### What the task requires
Copy out each line of the material that includes the word "DateTime".

__________

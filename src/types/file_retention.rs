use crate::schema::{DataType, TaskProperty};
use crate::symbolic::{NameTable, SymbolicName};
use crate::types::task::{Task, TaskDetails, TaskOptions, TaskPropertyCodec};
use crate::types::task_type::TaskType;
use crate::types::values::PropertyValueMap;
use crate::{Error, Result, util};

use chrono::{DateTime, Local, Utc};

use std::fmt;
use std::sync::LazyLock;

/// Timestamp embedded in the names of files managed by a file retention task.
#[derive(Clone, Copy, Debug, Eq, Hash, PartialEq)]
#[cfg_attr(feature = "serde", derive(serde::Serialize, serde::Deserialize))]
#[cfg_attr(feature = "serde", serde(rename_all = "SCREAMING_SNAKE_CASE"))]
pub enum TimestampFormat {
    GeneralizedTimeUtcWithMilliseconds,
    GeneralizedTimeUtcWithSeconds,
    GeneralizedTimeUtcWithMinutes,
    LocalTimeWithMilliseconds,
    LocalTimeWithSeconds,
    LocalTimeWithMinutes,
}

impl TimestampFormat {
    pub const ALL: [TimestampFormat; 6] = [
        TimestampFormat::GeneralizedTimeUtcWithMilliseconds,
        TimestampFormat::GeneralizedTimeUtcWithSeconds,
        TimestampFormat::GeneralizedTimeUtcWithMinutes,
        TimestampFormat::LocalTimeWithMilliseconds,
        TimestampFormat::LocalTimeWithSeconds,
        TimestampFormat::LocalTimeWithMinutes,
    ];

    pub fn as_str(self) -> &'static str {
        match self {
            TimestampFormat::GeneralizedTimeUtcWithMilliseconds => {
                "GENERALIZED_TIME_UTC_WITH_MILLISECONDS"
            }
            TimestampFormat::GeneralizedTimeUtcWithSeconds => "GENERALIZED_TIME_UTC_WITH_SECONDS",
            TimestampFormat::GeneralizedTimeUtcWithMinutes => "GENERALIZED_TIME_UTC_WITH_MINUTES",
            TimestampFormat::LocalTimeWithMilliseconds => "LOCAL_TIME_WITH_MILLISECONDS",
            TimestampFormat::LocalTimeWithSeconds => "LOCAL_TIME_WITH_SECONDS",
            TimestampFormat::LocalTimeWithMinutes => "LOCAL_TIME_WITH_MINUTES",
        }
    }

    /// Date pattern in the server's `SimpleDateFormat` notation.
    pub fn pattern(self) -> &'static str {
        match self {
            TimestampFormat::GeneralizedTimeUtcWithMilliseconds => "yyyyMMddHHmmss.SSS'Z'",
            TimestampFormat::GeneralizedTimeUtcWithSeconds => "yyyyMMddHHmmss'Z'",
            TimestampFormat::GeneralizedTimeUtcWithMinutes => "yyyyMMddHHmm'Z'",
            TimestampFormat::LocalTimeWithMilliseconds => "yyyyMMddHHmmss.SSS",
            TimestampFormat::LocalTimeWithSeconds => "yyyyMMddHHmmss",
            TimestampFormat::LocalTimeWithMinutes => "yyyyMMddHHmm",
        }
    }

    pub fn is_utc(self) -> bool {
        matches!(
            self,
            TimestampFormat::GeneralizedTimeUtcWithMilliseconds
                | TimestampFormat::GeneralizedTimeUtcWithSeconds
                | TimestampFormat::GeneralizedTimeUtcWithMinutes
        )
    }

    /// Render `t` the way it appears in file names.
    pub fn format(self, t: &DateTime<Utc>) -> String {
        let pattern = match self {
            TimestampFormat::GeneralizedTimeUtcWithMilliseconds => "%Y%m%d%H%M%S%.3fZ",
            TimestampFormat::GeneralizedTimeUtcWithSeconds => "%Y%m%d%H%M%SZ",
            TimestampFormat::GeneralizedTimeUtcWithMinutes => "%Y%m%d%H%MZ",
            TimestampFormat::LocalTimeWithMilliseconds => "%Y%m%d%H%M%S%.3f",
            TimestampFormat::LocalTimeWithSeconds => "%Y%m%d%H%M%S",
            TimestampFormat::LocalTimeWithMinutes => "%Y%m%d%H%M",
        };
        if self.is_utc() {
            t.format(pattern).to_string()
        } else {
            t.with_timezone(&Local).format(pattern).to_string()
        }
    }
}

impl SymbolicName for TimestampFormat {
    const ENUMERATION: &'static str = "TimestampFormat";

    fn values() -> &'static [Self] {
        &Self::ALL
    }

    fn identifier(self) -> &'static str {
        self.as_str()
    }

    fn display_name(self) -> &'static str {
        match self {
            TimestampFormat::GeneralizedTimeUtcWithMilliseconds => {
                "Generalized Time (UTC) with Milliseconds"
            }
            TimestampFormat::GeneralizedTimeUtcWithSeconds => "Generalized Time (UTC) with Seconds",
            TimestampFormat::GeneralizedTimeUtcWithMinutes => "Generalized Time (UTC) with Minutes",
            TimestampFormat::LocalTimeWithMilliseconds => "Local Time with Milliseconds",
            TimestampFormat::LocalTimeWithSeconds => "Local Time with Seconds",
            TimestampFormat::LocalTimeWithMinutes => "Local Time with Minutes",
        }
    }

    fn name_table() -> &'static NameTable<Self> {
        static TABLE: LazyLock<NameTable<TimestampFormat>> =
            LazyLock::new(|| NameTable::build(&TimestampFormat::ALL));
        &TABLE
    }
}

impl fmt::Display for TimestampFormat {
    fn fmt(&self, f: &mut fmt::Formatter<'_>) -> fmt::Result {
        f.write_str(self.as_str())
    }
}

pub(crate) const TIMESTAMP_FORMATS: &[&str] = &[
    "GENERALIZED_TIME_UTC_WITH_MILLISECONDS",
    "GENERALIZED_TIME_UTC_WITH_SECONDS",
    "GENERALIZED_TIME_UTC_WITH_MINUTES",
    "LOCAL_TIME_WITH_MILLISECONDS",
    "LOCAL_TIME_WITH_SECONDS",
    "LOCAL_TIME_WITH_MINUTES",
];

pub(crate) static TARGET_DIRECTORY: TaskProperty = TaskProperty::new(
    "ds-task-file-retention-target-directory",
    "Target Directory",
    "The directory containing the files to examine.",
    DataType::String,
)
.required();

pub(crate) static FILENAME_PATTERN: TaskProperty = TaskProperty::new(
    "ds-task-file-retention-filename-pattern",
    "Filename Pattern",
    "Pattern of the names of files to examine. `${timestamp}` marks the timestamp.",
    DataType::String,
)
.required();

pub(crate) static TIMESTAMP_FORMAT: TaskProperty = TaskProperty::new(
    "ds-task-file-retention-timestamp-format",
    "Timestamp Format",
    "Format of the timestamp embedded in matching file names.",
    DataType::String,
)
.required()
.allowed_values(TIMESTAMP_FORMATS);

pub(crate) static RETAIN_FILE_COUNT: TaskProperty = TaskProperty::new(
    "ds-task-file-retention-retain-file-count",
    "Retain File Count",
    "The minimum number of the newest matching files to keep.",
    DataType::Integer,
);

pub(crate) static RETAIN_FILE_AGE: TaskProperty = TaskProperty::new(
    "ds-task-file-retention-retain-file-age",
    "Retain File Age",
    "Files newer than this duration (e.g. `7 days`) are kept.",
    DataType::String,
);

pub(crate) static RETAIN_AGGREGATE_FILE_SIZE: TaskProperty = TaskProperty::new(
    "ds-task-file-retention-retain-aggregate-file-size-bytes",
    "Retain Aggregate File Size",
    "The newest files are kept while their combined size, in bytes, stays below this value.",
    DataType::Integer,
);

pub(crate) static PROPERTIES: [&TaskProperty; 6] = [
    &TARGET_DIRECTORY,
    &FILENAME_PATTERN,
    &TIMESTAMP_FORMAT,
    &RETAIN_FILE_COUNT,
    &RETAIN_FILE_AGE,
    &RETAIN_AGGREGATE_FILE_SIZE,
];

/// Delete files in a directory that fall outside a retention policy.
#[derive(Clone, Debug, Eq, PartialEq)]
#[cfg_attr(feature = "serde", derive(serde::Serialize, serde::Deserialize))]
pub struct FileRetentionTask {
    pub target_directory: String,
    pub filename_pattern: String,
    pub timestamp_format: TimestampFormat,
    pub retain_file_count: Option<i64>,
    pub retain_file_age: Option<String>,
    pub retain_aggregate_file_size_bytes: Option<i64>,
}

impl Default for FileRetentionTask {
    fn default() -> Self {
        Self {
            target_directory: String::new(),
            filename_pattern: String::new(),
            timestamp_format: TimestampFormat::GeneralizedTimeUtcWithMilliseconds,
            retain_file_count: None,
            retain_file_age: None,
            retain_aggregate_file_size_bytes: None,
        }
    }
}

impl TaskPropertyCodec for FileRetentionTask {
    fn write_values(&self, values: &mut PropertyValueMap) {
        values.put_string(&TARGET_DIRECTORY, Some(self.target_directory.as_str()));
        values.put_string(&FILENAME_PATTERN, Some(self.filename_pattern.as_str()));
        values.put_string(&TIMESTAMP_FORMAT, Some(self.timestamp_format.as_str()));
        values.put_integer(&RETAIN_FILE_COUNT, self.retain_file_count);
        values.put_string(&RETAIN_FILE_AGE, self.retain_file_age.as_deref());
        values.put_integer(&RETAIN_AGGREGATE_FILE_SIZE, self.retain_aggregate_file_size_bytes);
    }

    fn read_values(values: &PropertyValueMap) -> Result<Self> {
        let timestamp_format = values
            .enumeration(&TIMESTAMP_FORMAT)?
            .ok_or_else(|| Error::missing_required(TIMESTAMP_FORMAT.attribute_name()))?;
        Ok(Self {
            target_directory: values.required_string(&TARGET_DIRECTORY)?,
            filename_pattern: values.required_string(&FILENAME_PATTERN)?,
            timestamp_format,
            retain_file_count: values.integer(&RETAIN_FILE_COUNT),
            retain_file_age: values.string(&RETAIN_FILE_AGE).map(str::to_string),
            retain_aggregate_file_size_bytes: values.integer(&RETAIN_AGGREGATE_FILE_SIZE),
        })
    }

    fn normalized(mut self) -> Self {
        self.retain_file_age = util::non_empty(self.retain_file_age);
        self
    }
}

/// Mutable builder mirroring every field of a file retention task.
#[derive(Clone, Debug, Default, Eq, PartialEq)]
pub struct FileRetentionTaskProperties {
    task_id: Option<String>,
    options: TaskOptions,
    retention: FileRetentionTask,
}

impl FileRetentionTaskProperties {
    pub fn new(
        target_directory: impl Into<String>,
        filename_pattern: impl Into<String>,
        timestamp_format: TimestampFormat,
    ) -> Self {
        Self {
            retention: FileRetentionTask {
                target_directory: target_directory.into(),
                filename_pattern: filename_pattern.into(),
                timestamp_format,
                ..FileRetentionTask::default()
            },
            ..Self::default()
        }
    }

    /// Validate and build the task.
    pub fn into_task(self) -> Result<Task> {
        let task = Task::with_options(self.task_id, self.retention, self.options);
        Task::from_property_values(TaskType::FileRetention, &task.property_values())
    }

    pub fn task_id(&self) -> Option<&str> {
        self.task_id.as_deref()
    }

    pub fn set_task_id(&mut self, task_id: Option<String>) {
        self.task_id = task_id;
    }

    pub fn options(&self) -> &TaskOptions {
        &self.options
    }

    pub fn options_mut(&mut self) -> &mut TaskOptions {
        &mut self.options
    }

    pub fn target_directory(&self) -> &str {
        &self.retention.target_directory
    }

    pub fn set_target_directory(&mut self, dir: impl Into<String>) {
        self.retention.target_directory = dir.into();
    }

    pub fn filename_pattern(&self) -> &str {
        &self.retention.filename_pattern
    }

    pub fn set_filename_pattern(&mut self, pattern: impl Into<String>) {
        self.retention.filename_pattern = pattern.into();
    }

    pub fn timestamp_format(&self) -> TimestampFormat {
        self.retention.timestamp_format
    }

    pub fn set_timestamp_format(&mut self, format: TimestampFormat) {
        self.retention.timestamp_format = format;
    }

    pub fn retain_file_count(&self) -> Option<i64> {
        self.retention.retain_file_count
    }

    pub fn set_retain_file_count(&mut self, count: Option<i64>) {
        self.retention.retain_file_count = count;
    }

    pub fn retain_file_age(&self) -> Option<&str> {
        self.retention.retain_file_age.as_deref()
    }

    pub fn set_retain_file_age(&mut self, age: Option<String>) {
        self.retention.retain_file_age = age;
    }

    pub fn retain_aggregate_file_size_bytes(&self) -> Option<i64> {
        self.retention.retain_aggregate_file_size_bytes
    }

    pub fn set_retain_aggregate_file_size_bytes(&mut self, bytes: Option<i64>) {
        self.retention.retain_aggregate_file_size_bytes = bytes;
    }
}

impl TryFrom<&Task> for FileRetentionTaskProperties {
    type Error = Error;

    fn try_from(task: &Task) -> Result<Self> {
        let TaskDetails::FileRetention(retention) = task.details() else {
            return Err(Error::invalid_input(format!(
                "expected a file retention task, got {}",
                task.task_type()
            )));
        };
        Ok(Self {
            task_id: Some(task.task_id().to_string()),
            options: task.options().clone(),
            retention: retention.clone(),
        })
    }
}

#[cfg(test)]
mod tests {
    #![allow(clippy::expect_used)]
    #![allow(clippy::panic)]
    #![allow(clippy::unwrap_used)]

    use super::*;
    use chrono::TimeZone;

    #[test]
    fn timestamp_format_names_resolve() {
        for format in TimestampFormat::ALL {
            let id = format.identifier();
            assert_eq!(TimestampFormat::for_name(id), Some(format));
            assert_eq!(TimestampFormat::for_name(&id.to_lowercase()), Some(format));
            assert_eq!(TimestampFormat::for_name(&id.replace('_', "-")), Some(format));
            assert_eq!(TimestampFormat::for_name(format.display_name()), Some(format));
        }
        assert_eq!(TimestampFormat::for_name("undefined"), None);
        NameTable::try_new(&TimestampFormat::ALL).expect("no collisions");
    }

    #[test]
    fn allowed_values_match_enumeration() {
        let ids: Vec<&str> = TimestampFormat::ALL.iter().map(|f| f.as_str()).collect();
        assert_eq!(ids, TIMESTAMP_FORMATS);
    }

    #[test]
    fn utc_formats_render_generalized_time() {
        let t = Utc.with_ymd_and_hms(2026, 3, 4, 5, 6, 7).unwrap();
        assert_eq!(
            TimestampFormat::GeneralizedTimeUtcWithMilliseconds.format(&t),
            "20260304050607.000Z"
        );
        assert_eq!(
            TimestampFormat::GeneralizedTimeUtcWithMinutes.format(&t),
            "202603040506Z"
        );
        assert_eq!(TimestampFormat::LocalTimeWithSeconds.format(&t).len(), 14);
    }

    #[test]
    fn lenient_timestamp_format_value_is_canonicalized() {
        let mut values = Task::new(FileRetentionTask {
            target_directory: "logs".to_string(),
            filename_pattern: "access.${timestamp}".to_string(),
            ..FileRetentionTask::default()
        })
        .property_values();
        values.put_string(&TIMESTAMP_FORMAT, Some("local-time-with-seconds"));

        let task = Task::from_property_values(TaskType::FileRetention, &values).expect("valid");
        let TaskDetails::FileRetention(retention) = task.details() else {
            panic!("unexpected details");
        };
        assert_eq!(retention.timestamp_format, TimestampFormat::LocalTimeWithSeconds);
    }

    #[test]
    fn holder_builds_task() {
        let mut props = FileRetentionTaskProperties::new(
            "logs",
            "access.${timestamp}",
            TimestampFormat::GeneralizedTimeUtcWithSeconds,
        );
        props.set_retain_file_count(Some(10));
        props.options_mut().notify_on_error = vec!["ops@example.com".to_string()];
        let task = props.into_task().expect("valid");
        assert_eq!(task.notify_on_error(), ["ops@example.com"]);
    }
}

__________

### Exercise solution
use chrono::{DateTime, Local, Utc};
    pub fn format(self, t: &DateTime<Utc>) -> String {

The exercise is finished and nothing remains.